use config::{Config, ConfigError, Environment, File};
use rust_decimal::Decimal;
use rust_decimal_macros::dec;
use serde::{Deserialize, Serialize};
use std::collections::HashMap;
use std::path::Path;
use std::time::Duration;

use crate::platform::{RiskLimits, ZeroFillPolicy};
use crate::strategy::{SettlementDelay, StrategyParams};

/// Main configuration structure
#[derive(Debug, Clone, Default, Serialize, Deserialize)]
pub struct AppConfig {
    #[serde(default)]
    pub engine: EngineConfig,
    #[serde(default)]
    pub risk: RiskConfig,
    #[serde(default)]
    pub strategy: StrategyConfig,
    #[serde(default)]
    pub market_data: MarketDataConfig,
    #[serde(default)]
    pub notification: NotificationConfig,
    #[serde(default)]
    pub logging: LoggingConfig,
}

#[derive(Debug, Clone, Serialize, Deserialize)]
#[serde(default)]
pub struct EngineConfig {
    /// Capacity of each priority tier before drop-oldest kicks in
    pub tier_capacity: usize,
    /// How long the worker waits on an empty queue before re-checking the stop flag
    pub poll_timeout_ms: u64,
    /// Portfolio value the risk fractions are measured against
    pub portfolio_value: Decimal,
    pub zero_fill_policy: ZeroFillPolicy,
    /// Pickups allowed under the requeue policy before rejecting
    pub max_requeue_attempts: u32,
}

impl Default for EngineConfig {
    fn default() -> Self {
        Self {
            tier_capacity: 1000,
            poll_timeout_ms: 1000,
            portfolio_value: dec!(100000),
            zero_fill_policy: ZeroFillPolicy::Reject,
            max_requeue_attempts: 3,
        }
    }
}

impl EngineConfig {
    pub fn poll_timeout(&self) -> Duration {
        Duration::from_millis(self.poll_timeout_ms)
    }
}

/// Risk limits as fractions of portfolio value
#[derive(Debug, Clone, Serialize, Deserialize)]
#[serde(default)]
pub struct RiskConfig {
    pub max_position_size: Decimal,
    pub max_total_risk: Decimal,
    pub max_daily_loss: Decimal,
    pub max_order_size: Decimal,
    pub max_open_positions: usize,
}

impl Default for RiskConfig {
    fn default() -> Self {
        let limits = RiskLimits::default();
        Self {
            max_position_size: limits.max_position_size,
            max_total_risk: limits.max_total_risk,
            max_daily_loss: limits.max_daily_loss,
            max_order_size: limits.max_order_size,
            max_open_positions: limits.max_open_positions,
        }
    }
}

impl RiskConfig {
    pub fn to_limits(&self) -> RiskLimits {
        RiskLimits {
            max_position_size: self.max_position_size,
            max_total_risk: self.max_total_risk,
            max_daily_loss: self.max_daily_loss,
            max_order_size: self.max_order_size,
            max_open_positions: self.max_open_positions,
        }
    }
}

#[derive(Debug, Clone, Serialize, Deserialize)]
#[serde(default)]
pub struct StrategyConfig {
    pub twap_slices: usize,
    /// Visible clip as a fraction of order quantity (e.g., 0.10 = 10%)
    pub iceberg_visible_fraction: Decimal,
    /// Used when the snapshot carries no participation
    pub default_participation: Decimal,
    /// Used when the snapshot carries no volume curve
    pub default_volume_distribution: Vec<Decimal>,
    pub min_slice_quantity: Decimal,
    pub max_slices: usize,
    pub twap_delay_ms: u64,
    pub vwap_delay_ms: u64,
    pub iceberg_delay_ms: u64,
    pub participate_delay_ms: u64,
}

impl Default for StrategyConfig {
    fn default() -> Self {
        let params = StrategyParams::default();
        Self {
            twap_slices: params.twap_slices,
            iceberg_visible_fraction: params.iceberg_visible_fraction,
            default_participation: params.default_participation,
            default_volume_distribution: params.default_volume_distribution,
            min_slice_quantity: params.min_slice_quantity,
            max_slices: params.max_slices,
            twap_delay_ms: 100,
            vwap_delay_ms: 100,
            iceberg_delay_ms: 200,
            participate_delay_ms: 100,
        }
    }
}

impl StrategyConfig {
    pub fn params(&self) -> StrategyParams {
        StrategyParams {
            twap_slices: self.twap_slices,
            iceberg_visible_fraction: self.iceberg_visible_fraction,
            default_participation: self.default_participation,
            default_volume_distribution: self.default_volume_distribution.clone(),
            min_slice_quantity: self.min_slice_quantity,
            max_slices: self.max_slices,
        }
    }

    pub fn settlement_delay(&self) -> SettlementDelay {
        SettlementDelay::from_millis(
            self.twap_delay_ms,
            self.vwap_delay_ms,
            self.iceberg_delay_ms,
            self.participate_delay_ms,
        )
    }
}

/// Simulated market data supplier settings
#[derive(Debug, Clone, Serialize, Deserialize)]
#[serde(default)]
pub struct MarketDataConfig {
    /// Base price per symbol
    pub base_prices: HashMap<String, Decimal>,
    /// Price for symbols missing from `base_prices` (unset = unavailable)
    pub default_price: Option<Decimal>,
    /// Random walk amplitude per snapshot, in basis points (0 = static)
    pub jitter_bps: u32,
    pub volume_distribution: Option<Vec<Decimal>>,
    pub market_participation: Option<Decimal>,
}

impl Default for MarketDataConfig {
    fn default() -> Self {
        Self {
            base_prices: HashMap::new(),
            default_price: Some(dec!(100)),
            jitter_bps: 0,
            volume_distribution: None,
            market_participation: None,
        }
    }
}

#[derive(Debug, Clone, Serialize, Deserialize)]
#[serde(default)]
pub struct NotificationConfig {
    /// Webhook receiving execution events as JSON (unset = log only)
    pub webhook_url: Option<String>,
    pub max_retries: u32,
    pub initial_backoff_ms: u64,
    pub timeout_ms: u64,
}

impl Default for NotificationConfig {
    fn default() -> Self {
        Self {
            webhook_url: None,
            max_retries: 3,
            initial_backoff_ms: 200,
            timeout_ms: 5000,
        }
    }
}

#[derive(Debug, Clone, Serialize, Deserialize)]
pub struct LoggingConfig {
    /// Log level (trace, debug, info, warn, error)
    #[serde(default = "default_log_level")]
    pub level: String,
    /// Enable JSON formatted logs
    #[serde(default)]
    pub json: bool,
}

impl Default for LoggingConfig {
    fn default() -> Self {
        Self {
            level: default_log_level(),
            json: false,
        }
    }
}

fn default_log_level() -> String {
    "info".to_string()
}

impl AppConfig {
    /// Load configuration from files and environment
    pub fn load() -> Result<Self, ConfigError> {
        Self::load_from("config")
    }

    /// Load configuration from a specific directory
    pub fn load_from<P: AsRef<Path>>(config_dir: P) -> Result<Self, ConfigError> {
        let config_dir = config_dir.as_ref();

        let builder = Config::builder()
            .set_default("logging.level", "info")?
            .set_default("logging.json", false)?
            .add_source(File::from(config_dir.join("default.toml")).required(false))
            // Environment-specific overrides (e.g., config/production.toml)
            .add_source(
                File::from(config_dir.join(
                    std::env::var("WARMACHINE_ENV").unwrap_or_else(|_| "development".to_string()),
                ))
                .required(false),
            )
            // WARMACHINE__RISK__MAX_ORDER_SIZE=0.05, etc.
            .add_source(
                Environment::with_prefix("WARMACHINE")
                    .prefix_separator("__")
                    .separator("__")
                    .try_parsing(true),
            );

        builder.build()?.try_deserialize()
    }

    /// Validate configuration values
    pub fn validate(&self) -> Result<(), Vec<String>> {
        let mut errors = Vec::new();

        // Engine
        if self.engine.tier_capacity == 0 {
            errors.push("engine.tier_capacity must be positive".to_string());
        }
        if self.engine.poll_timeout_ms == 0 {
            errors.push("engine.poll_timeout_ms must be positive".to_string());
        }
        if self.engine.portfolio_value <= Decimal::ZERO {
            errors.push("engine.portfolio_value must be positive".to_string());
        }

        // Risk
        if let Err(e) = self.risk.to_limits().validate() {
            errors.push(format!("risk: {e}"));
        }

        // Strategy
        let s = &self.strategy;
        if s.twap_slices == 0 {
            errors.push("strategy.twap_slices must be positive".to_string());
        }
        if s.max_slices == 0 {
            errors.push("strategy.max_slices must be positive".to_string());
        }
        if !is_fraction(s.iceberg_visible_fraction) {
            errors.push("strategy.iceberg_visible_fraction must be within (0, 1]".to_string());
        }
        if !is_fraction(s.default_participation) {
            errors.push("strategy.default_participation must be within (0, 1]".to_string());
        }
        if s.min_slice_quantity < Decimal::ZERO {
            errors.push("strategy.min_slice_quantity must not be negative".to_string());
        }
        if s.default_volume_distribution.is_empty()
            || s.default_volume_distribution.iter().any(|w| *w < Decimal::ZERO)
        {
            errors.push(
                "strategy.default_volume_distribution must be non-empty with non-negative weights"
                    .to_string(),
            );
        }

        // Market data
        let m = &self.market_data;
        if m.base_prices.values().any(|p| *p <= Decimal::ZERO) {
            errors.push("market_data.base_prices must all be positive".to_string());
        }
        if matches!(m.default_price, Some(p) if p <= Decimal::ZERO) {
            errors.push("market_data.default_price must be positive".to_string());
        }
        if matches!(m.market_participation, Some(p) if !is_fraction(p)) {
            errors.push("market_data.market_participation must be within (0, 1]".to_string());
        }

        // Notification
        if let Some(url) = &self.notification.webhook_url {
            if !url.starts_with("http://") && !url.starts_with("https://") {
                errors.push(format!("notification.webhook_url is not an http(s) URL: {url}"));
            }
        }

        if errors.is_empty() {
            Ok(())
        } else {
            Err(errors)
        }
    }
}

fn is_fraction(value: Decimal) -> bool {
    value > Decimal::ZERO && value <= Decimal::ONE
}

#[cfg(test)]
mod tests {
    use super::*;

    #[test]
    fn test_defaults_are_valid() {
        let config = AppConfig::default();
        assert!(config.validate().is_ok());
        assert_eq!(config.engine.tier_capacity, 1000);
        assert_eq!(config.risk.to_limits(), RiskLimits::default());
        assert_eq!(config.strategy.params(), StrategyParams::default());
        assert_eq!(
            config.strategy.settlement_delay(),
            SettlementDelay::default()
        );
    }

    #[test]
    fn test_validate_collects_every_problem() {
        let mut config = AppConfig::default();
        config.engine.tier_capacity = 0;
        config.risk.max_order_size = dec!(1.5);
        config.strategy.twap_slices = 0;
        config.notification.webhook_url = Some("ftp://example".to_string());

        let errors = config.validate().unwrap_err();
        assert_eq!(errors.len(), 4);
        assert!(errors.iter().any(|e| e.contains("max_order_size")));
    }

    #[test]
    fn test_missing_directory_yields_defaults() {
        let config = AppConfig::load_from("/nonexistent/warmachine-config").unwrap();
        assert_eq!(config.engine.portfolio_value, dec!(100000));
        assert_eq!(config.logging.level, "info");
    }
}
= = =
= Activity =
Go through the material line by line, tally each line containing "when", and give the total only.

= Solved problem =
2